§ TASK GOAL
State, as a number alone, how many lines of the data contain the string "before".

§ ENTRIES SHOWN
//! In-memory integration tests for todo mutations through the view model.

use super::helpers::{TestViewModel, add, app, apply, wait_for};
use rstest::rstest;
use todos::todo::{
    adapters::memory::InMemoryTodoStore,
    domain::{Todo, TodoId},
    ports::TodoRepository,
    presentation::TodoEvent,
};
use todos::app::TodoApp;

#[rstest]
#[tokio::test(flavor = "multi_thread")]
async fn added_todo_is_persisted_and_shown(
    app: TodoApp<InMemoryTodoStore>,
) -> Result<(), eyre::Report> {
    let view_model: TestViewModel = app.view_model();
    let mut states = view_model.subscribe();

    apply(
        &view_model,
        TodoEvent::Add {
            title: "Buy milk".to_owned(),
            description: "semi-skimmed".to_owned(),
        },
    )
    .await?;
    let state = wait_for(&mut states, |state| state.tasks.len() == 1).await?;

    let shown = state
        .tasks
        .first()
        .ok_or_else(|| eyre::eyre!("expected one todo"))?;
    let stored = app
        .repository()
        .get_todo_by_id(shown.id())
        .await?
        .ok_or_else(|| eyre::eyre!("todo missing from storage"))?;
    eyre::ensure!(&stored == shown, "screen and storage disagree");
    eyre::ensure!(shown.description() == "semi-skimmed", "description lost");
    Ok(())
}

#[rstest]
#[tokio::test(flavor = "multi_thread")]
async fn edit_replaces_fields_but_keeps_identity(
    app: TodoApp<InMemoryTodoStore>,
) -> Result<(), eyre::Report> {
    let view_model = app.view_model();
    let mut states = view_model.subscribe();
    apply(&view_model, add("Draft title")).await?;
    let state = wait_for(&mut states, |state| state.tasks.len() == 1).await?;
    let original = state
        .tasks
        .first()
        .cloned()
        .ok_or_else(|| eyre::eyre!("expected one todo"))?;

    let edited = original
        .clone()
        .with_title("Final title")
        .with_description("now with notes");
    apply(&view_model, TodoEvent::Update(edited.clone())).await?;
    let state = wait_for(&mut states, |state| {
        state
            .task(original.id())
            .is_some_and(|todo| todo.title() == "Final title")
    })
    .await?;

    eyre::ensure!(state.tasks == vec![edited], "edit not applied wholesale");
    Ok(())
}

#[rstest]
#[tokio::test(flavor = "multi_thread")]
async fn toggling_twice_restores_the_original(
    app: TodoApp<InMemoryTodoStore>,
) -> Result<(), eyre::Report> {
    let view_model = app.view_model();
    let mut states = view_model.subscribe();
    apply(&view_model, add("Stretch")).await?;
    let state = wait_for(&mut states, |state| state.tasks.len() == 1).await?;
    let original = state
        .tasks
        .first()
        .cloned()
        .ok_or_else(|| eyre::eyre!("expected one todo"))?;

    apply(&view_model, TodoEvent::Update(original.clone().toggled())).await?;
    wait_for(&mut states, |state| state.tasks.first().is_some_and(Todo::is_completed)).await?;
    apply(&view_model, TodoEvent::Update(original.clone())).await?;
    let state = wait_for(&mut states, |state| {
        state.tasks.first().is_some_and(|todo| !todo.is_completed())
    })
    .await?;

    eyre::ensure!(state.tasks == vec![original], "round trip changed the todo");
    Ok(())
}

#[rstest]
#[tokio::test(flavor = "multi_thread")]
async fn deleting_an_unknown_id_changes_nothing(
    app: TodoApp<InMemoryTodoStore>,
) -> Result<(), eyre::Report> {
    let view_model = app.view_model();
    let mut states = view_model.subscribe();
    apply(&view_model, add("Keep me")).await?;
    let before = wait_for(&mut states, |state| state.tasks.len() == 1).await?;

    apply(&view_model, TodoEvent::Delete(TodoId::new(999)?)).await?;

    let after = view_model.state();
    eyre::ensure!(after.tasks == before.tasks, "unknown delete changed the list");
    eyre::ensure!(after.error.is_none(), "unknown delete reported an error");
    Ok(())
}

#[rstest]
#[tokio::test(flavor = "multi_thread")]
async fn two_screens_share_one_store(app: TodoApp<InMemoryTodoStore>) -> Result<(), eyre::Report> {
    let writer = app.view_model();
    let reader = app.view_model();
    let mut reader_states = reader.subscribe();

    apply(&writer, add("Seen everywhere")).await?;
    let state = wait_for(&mut reader_states, |state| state.tasks.len() == 1).await?;

    eyre::ensure!(
        state.tasks.first().map(Todo::title) == Some("Seen everywhere"),
        "second screen missed the write"
    );
    Ok(())
}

§ RESULT OF THIS EXERCISE
2